Last month, a fire broke out at a scrap metal facility in Fairfield in South Baltimore ("Baltimore fire crews battle 'junk yard fire' in Fairfield area," March 24). The fire was across the street from a terminal which brings in crude oil by rail from the Midwest. How big was the risk that the fire could have spread to the terminal? How much crude oil, if any, was stored there at the time? Does the city or the state have a coordinated emergency evacuation plan? Has everything possible been done to minimize risks to people within a mile of the terminal and rail line?

This fire brings to mind the 2001 derailment and tunnel fire in Baltimore when a train carrying tripropylene, propylene glycol, glacial acetic acid, fluorosilic acid, hydrochloric acid, ethyl hexyl phthalate and pulpboard and paper products derailed and caught fire near Camden Yards. Temperatures in the tunnel reached 1,400 degrees. Had the train been carrying canisters of nuclear waste, they would have breached and spilled. Had the train been carrying crude oil, the explosion and fire would have been massive.

Crude oil from the Bakken Shale formation in North Dakota has been transported by rail for the past five years and is very flammable since it contains significant amounts of gases like propane and butane. A crude oil train derailed in July 2013 in Lac Megantic, Quebec, causing an explosion that resulted in 47 deaths and destroyed half of the town.
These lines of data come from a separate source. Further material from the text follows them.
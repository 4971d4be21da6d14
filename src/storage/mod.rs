//! SQLite pool construction and schema bootstrap.
//!
//! The database is the sole coordination point of the system: row-level
//! write locks inside transactions plus the unique indexes declared in
//! [`schema`] resolve all cross-request races.

pub mod schema;

use std::str::FromStr;
use std::time::Duration;

use sqlx::sqlite::{SqliteConnectOptions, SqlitePool, SqlitePoolOptions};

use crate::error::Result;

/// Connect to a SQLite database.
pub async fn connect(url: &str, max_connections: u32) -> Result<SqlitePool> {
    let options = SqliteConnectOptions::from_str(url)?
        .create_if_missing(true)
        .busy_timeout(Duration::from_secs(5))
        .foreign_keys(true);

    let pool = SqlitePoolOptions::new()
        .max_connections(max_connections)
        .connect_with(options)
        .await?;

    Ok(pool)
}

/// Connect to an in-memory database for tests and embedded use.
///
/// A single connection is required: every pooled connection to
/// `sqlite::memory:` would otherwise see its own private database.
pub async fn connect_memory() -> Result<SqlitePool> {
    connect("sqlite::memory:", 1).await
}

/// Initialize the database schema.
///
/// Some DDL blocks hold a table plus its indexes, so they go through
/// `raw_sql`, which runs multiple statements.
pub async fn init_schema(pool: &SqlitePool) -> Result<()> {
    for ddl in schema::ALL_TABLES {
        sqlx::raw_sql(ddl).execute(pool).await?;
    }
    Ok(())
}

#[cfg(test)]
mod tests {
    use super::*;

    #[tokio::test]
    async fn test_init_schema_is_idempotent() {
        let pool = connect_memory().await.unwrap();
        init_schema(&pool).await.unwrap();
        init_schema(&pool).await.unwrap();
    }
}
These trains travel through Maryland to reach the terminal in Fairfield near last month's fire, putting communities across our state at risk.

It is estimated that 165,000 people in Baltimore live within one mile of CSX tracks, so there is reason to be concerned about hazardous and flammable cargo being transported through densely populated neighborhoods and venues like schools, stadiums, museums and hospitals. That is why citizens and some City Council members are working hard to find ways to protect Baltimoreans from this unnecessary risk which could also protect residents near facilities like the terminal in Fairfield.

The fire in Fairfield did not spread to tanks at the nearby terminal, nor were trains carrying crude oil passing by at the time. But it reminds us that storing and transporting hazardous material in populated areas like Baltimore carries serious risks. We need to evaluate those risks so that changes can be made to improve public health and safety for everyone who lives, goes to school and works near the tracks and terminal.